Source data ::
----

use scraper::{ElementRef, Html, Selector};

use super::markup::{self, ATTRIBUTE_ICONS};
use crate::browser::CardSnapshot;
use crate::models::{Field, PriceTier, ProductRecord, NOT_AVAILABLE};
use crate::parsers::{
    normalize_price, normalize_text, pack_label, repair_image_url, resolve_url, strip_assortment,
    strip_quantity_prefix,
};

/// How many price rows a record has columns for.
const MAX_TIERS: usize = 3;

/// One card plus what the live DOM told us about it.
pub struct CardScope<'a> {
    card: ElementRef<'a>,
    color: Option<&'a str>,
    base_url: &'a str,
    tiers: Vec<PriceTier>,
}

/// `None` leaves the field at `"N/A"`.
type FieldReader = fn(&CardScope<'_>) -> Option<String>;

/// Readers run independently; a miss in one never affects another.
static FIELD_TABLE: [(Field, FieldReader); 20] = [
    (Field::Name, read_name),
    (Field::Tag, read_tag),
    (Field::ImageUrl, read_image_url),
    (Field::Origin, read_origin),
    (Field::Length, read_attribute::<0>),
    (Field::Diameter, read_attribute::<1>),
    (Field::BudCount, read_bud_count),
    (Field::Weight, read_attribute::<2>),
    (Field::Certificate, read_attribute::<3>),
    (Field::Farm, read_farm),
    (Field::Color, read_color),
    (Field::StemPrice, read_tier_price::<0>),
    (Field::StemQuantity, read_tier_quantity::<0>),
    (Field::FirstQuantityLabel, read_first_quantity_label),
    (Field::AvailableQuantity, read_available_quantity),
    (Field::ProductUrl, read_product_url),
    (Field::SecondPrice, read_tier_price::<1>),
    (Field::SecondQuantity, read_tier_quantity::<1>),
    (Field::ThirdPrice, read_tier_price::<2>),
    (Field::ThirdQuantity, read_tier_quantity::<2>),
];

/// Build a record from one product card. Never fails: whatever cannot be
/// read stays `"N/A"`.
pub fn extract(
    card: ElementRef<'_>,
    color: Option<&str>,
    base_url: &str,
    captured_at: &str,
) -> ProductRecord {
    let scope = CardScope {
        card,
        color,
        base_url,
        tiers: price_tiers(card),
    };
    let mut record = ProductRecord::default();

    for (field, read) in FIELD_TABLE.iter() {
        if let Some(value) = read(&scope) {
            *record.field_mut(*field) = value;
        }
    }
    record.capture_timestamp = captured_at.to_string();
    record
}

pub fn extract_snapshot(snapshot: &CardSnapshot, base_url: &str, captured_at: &str) -> ProductRecord {
    let fragment = Html::parse_fragment(&snapshot.html);
    let card = fragment
        .select(&markup::CARD)
        .next()
        .unwrap_or_else(|| fragment.root_element());
    extract(card, snapshot.color.as_deref(), base_url, captured_at)
}

/// Purchasable price rows in DOM order, at most three.
pub fn price_tiers(card: ElementRef<'_>) -> Vec<PriceTier> {
    card.select(&markup::PRICE_ROW)
        .filter(|row| !is_unavailable_row(row))
        .take(MAX_TIERS)
        .map(|row| PriceTier {
            price: row_price(&row),
            quantity: row
                .select(&markup::QUANTITY_LABEL)
                .next()
                .map(|label| strip_quantity_prefix(&element_text(&label)))
                .unwrap_or_else(|| NOT_AVAILABLE.to_string()),
        })
        .collect()
}

fn is_unavailable_row(row: &ElementRef<'_>) -> bool {
    let element = row.value();
    element.classes().any(|class| class == "disabled")
        || element.attr("aria-disabled") == Some("true")
        || row.select(&markup::READONLY_INPUT).next().is_some()
}

fn row_price(row: &ElementRef<'_>) -> String {
    let Some(price) = row.select(&markup::PRICE).next() else {
        return NOT_AVAILABLE.to_string();
    };
    match price.value().attr("data-price-amount") {
        Some(amount) if !amount.trim().is_empty() => normalize_price(amount),
        _ => normalize_price(&element_text(&price)),
    }
}

impl<'a> CardScope<'a> {
    fn first(&self, selector: &Selector) -> Option<ElementRef<'a>> {
        self.card.select(selector).next()
    }

    fn text(&self, selector: &Selector) -> Option<String> {
        self.first(selector)
            .map(|element| normalize_text(&element_text(&element)))
            .and_then(present)
    }

    fn attr(&self, selector: &Selector, name: &str) -> Option<&'a str> {
        self.first(selector)
            .and_then(|element| element.value().attr(name))
            .filter(|value| !value.trim().is_empty())
    }
}

fn element_text(element: &ElementRef<'_>) -> String {
    element.text().collect::<String>()
}

fn present(value: String) -> Option<String> {
    if value == NOT_AVAILABLE {
        None
    } else {
        Some(value)
    }
}

/// Text of `element` with every descendant matching `skip` left out.
fn text_excluding(element: ElementRef<'_>, skip: &Selector) -> String {
    let mut out = String::new();
    for child in element.children() {
        if let Some(text) = child.value().as_text() {
            out.push_str(text);
        } else if let Some(child) = ElementRef::wrap(child) {
            if !skip.matches(&child) {
                out.push_str(&text_excluding(child, skip));
            }
        }
    }
    out
}

fn read_name(scope: &CardScope<'_>) -> Option<String> {
    scope.text(&markup::NAME)
}

fn read_tag(scope: &CardScope<'_>) -> Option<String> {
    scope.text(&markup::TAG)
}

fn read_origin(scope: &CardScope<'_>) -> Option<String> {
    scope.text(&markup::ORIGIN)
}

fn read_image_url(scope: &CardScope<'_>) -> Option<String> {
    scope
        .attr(&markup::IMAGE, "src")
        .or_else(|| scope.attr(&markup::IMAGE, "data-src"))
        .map(|src| normalize_text(&repair_image_url(src)))
        .and_then(present)
}

/// `I` indexes `ATTRIBUTE_ICONS`.
fn read_attribute<const I: usize>(scope: &CardScope<'_>) -> Option<String> {
    let (icon_class, _) = ATTRIBUTE_ICONS[I];
    scope
        .card
        .select(&markup::ATTRIBUTE_ITEM)
        .find(|item| {
            item.select(&markup::ATTRIBUTE_ICON)
                .next()
                .map_or(false, |icon| icon.value().classes().any(|c| c == icon_class))
        })
        .and_then(|item| item.select(&markup::ATTRIBUTE_TEXT).next())
        .map(|text| normalize_text(&element_text(&text)))
        .and_then(present)
}

/// No icon class marks bud count in the listing markup.
fn read_bud_count(_scope: &CardScope<'_>) -> Option<String> {
    None
}

fn read_farm(scope: &CardScope<'_>) -> Option<String> {
    scope
        .first(&markup::FARM)
        .map(|farm| normalize_text(&text_excluding(farm, &markup::FARM_LABEL)))
        .and_then(present)
}

fn read_color(scope: &CardScope<'_>) -> Option<String> {
    scope.color.map(normalize_text).and_then(present)
}

fn read_available_quantity(scope: &CardScope<'_>) -> Option<String> {
    scope
        .first(&markup::FIRST_QUANTITY)
        .map(|quantity| strip_assortment(&element_text(&quantity)))
        .and_then(present)
}

fn read_first_quantity_label(scope: &CardScope<'_>) -> Option<String> {
    let available = read_available_quantity(scope)?;
    let spans: Vec<String> = match scope.first(&markup::PACK_UNIT) {
        Some(pack) => pack.select(&markup::SPAN).map(|s| element_text(&s)).collect(),
        None => Vec::new(),
    };
    match spans.as_slice() {
        [unit_name, unit_code, ..] => Some(pack_label(unit_name, unit_code, &available)),
        _ => Some(available),
    }
}

fn read_product_url(scope: &CardScope<'_>) -> Option<String> {
    scope
        .attr(&markup::PRODUCT_LINK, "href")
        .map(|href| normalize_text(&resolve_url(scope.base_url, href)))
        .and_then(present)
}

fn read_tier_price<const N: usize>(scope: &CardScope<'_>) -> Option<String> {
    scope.tiers.get(N).map(|tier| tier.price.clone())
}

fn read_tier_quantity<const N: usize>(scope: &CardScope<'_>) -> Option<String> {
    scope.tiers.get(N).map(|tier| tier.quantity.clone())
}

----

All lines above from the one with "us about it." to the one with "static FIELD_TABLE: [(Field, FieldReader);", inclusive, should be copied exactly, and no other lines.

Written solution ::
/// One card plus what the live DOM told us about it.
pub struct CardScope<'a> {
    card: ElementRef<'a>,
    color: Option<&'a str>,
    base_url: &'a str,
    tiers: Vec<PriceTier>,
}

/// `None` leaves the field at `"N/A"`.
type FieldReader = fn(&CardScope<'_>) -> Option<String>;

/// Readers run independently; a miss in one never affects another.
static FIELD_TABLE: [(Field, FieldReader); 20] = [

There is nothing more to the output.